Corneal endothelium produced by tissue engineering

Abstract

Engineered corneal endothelium (ECE) must assure cell morphology and physiology. To do so, a biocompatible, transparent, scaffold is the best option. The purpose of this thesis is to produce an ECE with a collagen scaffold and corneal endothelium cells (CECs) harvested in a two-phase system that resembles healthy corneal endothelium (CE) characteristics.

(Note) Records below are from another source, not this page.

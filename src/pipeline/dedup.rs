//! Bounded FIFO set of recently seen fingerprints.

use std::collections::{HashSet, VecDeque};

/// Default number of fingerprints remembered.
pub const DEFAULT_DEDUP_CAPACITY: usize = 100;

/// Recently-seen fingerprint store with FIFO eviction.
#[derive(Debug, Clone)]
pub struct DedupCache {
    capacity: usize,
    order: VecDeque<String>,
    seen: HashSet<String>,
}

impl DedupCache {
    /// Create a cache holding at most `capacity` fingerprints (minimum 1).
    pub fn new(capacity: usize) -> Self {
        let capacity = capacity.max(1);
        Self {
            capacity,
            order: VecDeque::with_capacity(capacity),
            seen: HashSet::with_capacity(capacity),
        }
    }

    /// Record a fingerprint. Returns `false` if it was already present.
    pub fn insert(&mut self, fingerprint: &str) -> bool {
        if self.seen.contains(fingerprint) {
            return false;
        }
        while self.order.len() >= self.capacity {
            if let Some(oldest) = self.order.pop_front() {
                self.seen.remove(&oldest);
            }
        }
        self.order.push_back(fingerprint.to_string());
        self.seen.insert(fingerprint.to_string());
        true
    }

    pub fn contains(&self, fingerprint: &str) -> bool {
        self.seen.contains(fingerprint)
    }

    pub fn len(&self) -> usize {
        self.order.len()
    }

    pub fn is_empty(&self) -> bool {
        self.order.is_empty()
    }

    pub fn capacity(&self) -> usize {
        self.capacity
    }

    /// Change the capacity, evicting oldest entries if it shrank.
    pub fn resize(&mut self, capacity: usize) {
        self.capacity = capacity.max(1);
        while self.order.len() > self.capacity {
            if let Some(oldest) = self.order.pop_front() {
                self.seen.remove(&oldest);
            }
        }
    }

    pub fn clear(&mut self) {
        self.order.clear();
        self.seen.clear();
    }
}

impl Default for DedupCache {
    fn default() -> Self {
        Self::new(DEFAULT_DEDUP_CAPACITY)
    }
}
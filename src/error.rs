//! Error types for reply-pilot.

use std::fmt;
use std::time::Duration;

/// Top-level error type for the autopilot.
#[derive(Debug, thiserror::Error)]
pub enum Error {
    #[error("Configuration error: {0}")]
    Config(#[from] ConfigError),

    #[error("Surface error: {0}")]
    Surface(#[from] SurfaceError),

    #[error("Switch error: {0}")]
    Switch(#[from] SwitchError),

    #[error("Decision service error: {0}")]
    Decision(#[from] DecisionError),

    #[error("Store error: {0}")]
    Store(#[from] StoreError),

    #[error("Send error: {0}")]
    Send(#[from] SendError),
}

/// Configuration-related errors.
#[derive(Debug, thiserror::Error)]
pub enum ConfigError {
    #[error("Invalid configuration value for {key}: {message}")]
    InvalidValue { key: String, message: String },

    #[error("Failed to parse configuration: {0}")]
    ParseError(String),

    #[error("IO error: {0}")]
    Io(#[from] std::io::Error),
}

/// Errors reported by the observation or action layer.
#[derive(Debug, thiserror::Error)]
pub enum SurfaceError {
    #[error("Element {handle} not found")]
    ElementNotFound { handle: String },

    #[error("Action {action} failed: {reason}")]
    ActionFailed { action: String, reason: String },

    #[error("Operation not supported by this surface: {0}")]
    Unsupported(String),
}

/// Contact switch failures.
#[derive(Debug, thiserror::Error)]
pub enum SwitchError {
    #[error("No contact element matches {target}")]
    ContactNotFound { target: String },

    #[error("Activation of {target} failed: {reason}")]
    ActivationFailed { target: String, reason: String },

    #[error("Switch to {target} not confirmed (surface reports {reported:?})")]
    NotConfirmed {
        target: String,
        reported: Option<String>,
    },
}

/// AI decision service failures. The router degrades these to "no action".
#[derive(Debug, thiserror::Error)]
pub enum DecisionError {
    #[error("Decision service {service} is not configured")]
    Unavailable { service: String },

    #[error("Decision service {service} request failed: {reason}")]
    RequestFailed { service: String, reason: String },

    #[error("Invalid response from {service}: {reason}")]
    InvalidResponse { service: String, reason: String },

    #[error("Decision service {service} timed out after {timeout:?}")]
    Timeout { service: String, timeout: Duration },
}

/// Persistence errors.
#[derive(Debug, thiserror::Error)]
pub enum StoreError {
    #[error("Connection error: {0}")]
    Connection(String),

    #[error("Query failed: {0}")]
    Query(String),

    #[error("Migration failed: {0}")]
    Migration(String),

    #[error("Serialization error: {0}")]
    Serialization(String),
}

/// Execution phase a send failure happened in.
#[derive(Debug, Clone, Copy, PartialEq, Eq)]
pub enum SendPhase {
    Switch,
    Acquire,
    Fill,
    Submit,
    Verify,
    Tool,
}

impl fmt::Display for SendPhase {
    fn fmt(&self, f: &mut fmt::Formatter<'_>) -> fmt::Result {
        let label = match self {
            Self::Switch => "switch",
            Self::Acquire => "acquire",
            Self::Fill => "fill",
            Self::Submit => "submit",
            Self::Verify => "verify",
            Self::Tool => "tool",
        };
        f.write_str(label)
    }
}

/// Why a reply task was rejected.
#[derive(Debug, Clone, thiserror::Error)]
pub enum SendError {
    #[error("[{phase}] switch to {conversation} failed: {reason}")]
    Switch {
        phase: SendPhase,
        conversation: String,
        reason: String,
    },

    #[error("[{phase}] {element} unavailable after {waited:?}")]
    ElementUnavailable {
        phase: SendPhase,
        element: String,
        waited: Duration,
    },

    #[error("[{phase}] send control stayed disabled for {conversation}")]
    SubmitDisabled { phase: SendPhase, conversation: String },

    #[error("[{phase}] send to {conversation} not confirmed after {attempts} attempts")]
    NotConfirmed {
        phase: SendPhase,
        conversation: String,
        attempts: u32,
    },

    #[error("[{phase}] surface action failed: {reason}")]
    Action { phase: SendPhase, reason: String },

    #[error("Task cancelled: {0}")]
    Cancelled(String),

    #[error("Queue internal failure: {0}")]
    Internal(String),
}

impl SendError {
    /// Phase the failure is attributed to, if it came from execution.
    pub fn phase(&self) -> Option<SendPhase> {
        match self {
            Self::Switch { phase, .. }
            | Self::ElementUnavailable { phase, .. }
            | Self::SubmitDisabled { phase, .. }
            | Self::NotConfirmed { phase, .. }
            | Self::Action { phase, .. } => Some(*phase),
            Self::Cancelled(_) | Self::Internal(_) => None,
        }
    }
}

/// Result type alias for the autopilot.
pub type Result<T> = std::result::Result<T, Error>;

Collagen based scaffolds were produced in two steps: 1) Gelification; ~2 µl/mm2 of collagen type I, HEPES solutions, and fetal bovine serum mixture per well were placed on a 12 well plate, 37°C, 5% CO2 for 2 hrs. 2) Vitrification in a Matryoshka System: sealed desiccation chamber with a saturated solution of K2CO3 was placed in an oven set to 40°C. Collagen gels were left inside for 37 days to decrease relative humidity up to 40%. Scaffolds were characterized with confocal microscopy, SEM and spectrophotometry. CECs were isolated from young New Zealand rabbits and from human donor corneas independently. Descement’s membrane was peeled from cornea, digested and, CECs obtained were cultured until confluence in proliferative media (OptiMEM I, FBS 8%, nerve growth factor 20 ng/ml, endothelial growth factor 5ng/ml, CaCl2 200 µg/ml, ascorbic acid 20 µg/ml, chondroitin sulfate 0.08%, antibiotic 1%). Passages 1-2 were carried out in resting media (OptiMEM I 8%FBS). At passage 3, ~24,000 CECs were planted onto 8 mm Ø CV membranes. The alternate use of Proliferative and Resting media conforms the two phase culture system. SEM and confocal microscopy tests showed CV membranes yielded a ~4 µm thickness and smooth surface upon 20 min hydration. SEM also showed collagen fibers merge to form a mesh-like laminar structure. Spectrophotometric scan from 450-700 nm showed a 94-95.5% transmittance. CECs seeded on CV membranes showed adhesion and proliferation at 24 hours; 72 hours served to reach confluence in a ~5 mm Ø. Culture on scaffolds reached canonical CE shape. We produced 12 rabbit and 5 human ECE with desired morphology and specific molecular marker expression. In conclusion, our collagen membrane synthesis method, along with the two phase CECs culture system, offers an option to produce ECE with healthy endothelium characteristics.